■ **What you will do**
I need each line of the entries below that includes the string "ProcessTimeout".

■ **Information supplied**
◆ ◆ ◆ ◆ ◆ ◆ ◆

//! Running external commands with a hard time budget.
//!
//! Every child process the generator starts goes through
//! [`run_with_timeout`]. When the budget runs out the child is killed and the
//! call fails with a process-timeout [`DomainError`]; nothing waits forever.

use std::path::Path;
use std::process::Stdio;
use std::time::Duration;

use tokio::process::Command;

use crate::error::{classify_exit_status, classify_message, DomainError, DomainResult, ErrorKind};

/// Captured result of a finished command.
#[derive(Debug, Clone, PartialEq, Eq)]
pub struct CommandOutput {
    /// Exit code; `None` when the process was terminated by a signal.
    pub code: Option<i32>,
    pub stdout: String,
    pub stderr: String,
}

impl CommandOutput {
    /// Whether the command exited with status 0.
    pub fn success(&self) -> bool {
        self.code == Some(0)
    }

    /// Turns a failed exit into a [`DomainError`].
    ///
    /// The error kind comes from the exit status, refined by the stderr text
    /// when the status alone says nothing more than "non-zero".
    pub fn into_checked(self, program: &str) -> DomainResult<CommandOutput> {
        let Some(kind) = classify_exit_status(self.code) else {
            return Ok(self);
        };
        let kind = match kind {
            ErrorKind::ProcessExitedNonZero => classify_message(&self.stderr).unwrap_or(kind),
            other => other,
        };
        let mut error = DomainError::new(kind, format!("`{}` failed", program))
            .with_detail("command", program)
            .with_detail("stderr", tail(&self.stderr, 20));
        if let Some(code) = self.code {
            error = error.with_detail("exit_code", code);
        }
        Err(error)
    }
}

/// Last `lines` lines of `text`.
fn tail(text: &str, lines: usize) -> String {
    let all: Vec<&str> = text.lines().collect();
    all[all.len().saturating_sub(lines)..].join("\n")
}

/// Runs `program` with `args`, killing it if it outlives `timeout`.
///
/// # Errors
///
/// * [`ErrorKind::ProcessSpawnFailed`] if the program cannot be started; the
///   `reason` detail is `not_found` when it is not on the `PATH`.
/// * [`ErrorKind::ProcessTimeout`] if the time budget is exceeded.
///
/// A non-zero exit is *not* an error here; see [`CommandOutput::into_checked`].
pub async fn run_with_timeout(
    program: &str,
    args: &[&str],
    cwd: Option<&Path>,
    timeout: Duration,
) -> DomainResult<CommandOutput> {
    let mut command = Command::new(program);
    command
        .args(args)
        .stdin(Stdio::null())
        .stdout(Stdio::piped())
        .stderr(Stdio::piped())
        .kill_on_drop(true);
    if let Some(dir) = cwd {
        command.current_dir(dir);
    }

    let child = command.spawn().map_err(|e| {
        let reason = if e.kind() == std::io::ErrorKind::NotFound {
            "not_found"
        } else {
            "spawn_error"
        };
        DomainError::new(
            ErrorKind::ProcessSpawnFailed,
            format!("could not start `{}`: {}", program, e),
        )
        .with_detail("command", program)
        .with_detail("reason", reason)
    })?;

    // Dropping the future on timeout drops the child, which kills it.
    match tokio::time::timeout(timeout, child.wait_with_output()).await {
        Ok(Ok(output)) => Ok(CommandOutput {
            code: output.status.code(),
            stdout: String::from_utf8_lossy(&output.stdout).into_owned(),
            stderr: String::from_utf8_lossy(&output.stderr).into_owned(),
        }),
        Ok(Err(e)) => Err(DomainError::new(
            ErrorKind::ProcessExitedNonZero,
            format!("waiting for `{}` failed: {}", program, e),
        )
        .with_detail("command", program)),
        Err(_) => Err(DomainError::new(
            ErrorKind::ProcessTimeout,
            format!("`{}` did not finish within {}s", program, timeout.as_secs()),
        )
        .with_detail("command", program)
        .with_detail("timeout_secs", timeout.as_secs())),
    }
}

/// Runs `npm install` in `dir`.
pub async fn install_dependencies(dir: &Path, timeout: Duration) -> DomainResult<()> {
    run_with_timeout("npm", &["install", "--no-audit", "--no-fund"], Some(dir), timeout)
        .await?
        .into_checked("npm install")
        .map(|_| ())
}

◆ ◆ ◆ ◆ ◆ ◆ ◆

■ **Result of this task**
/// * [`ErrorKind::ProcessTimeout`] if the time budget is exceeded.
            ErrorKind::ProcessTimeout,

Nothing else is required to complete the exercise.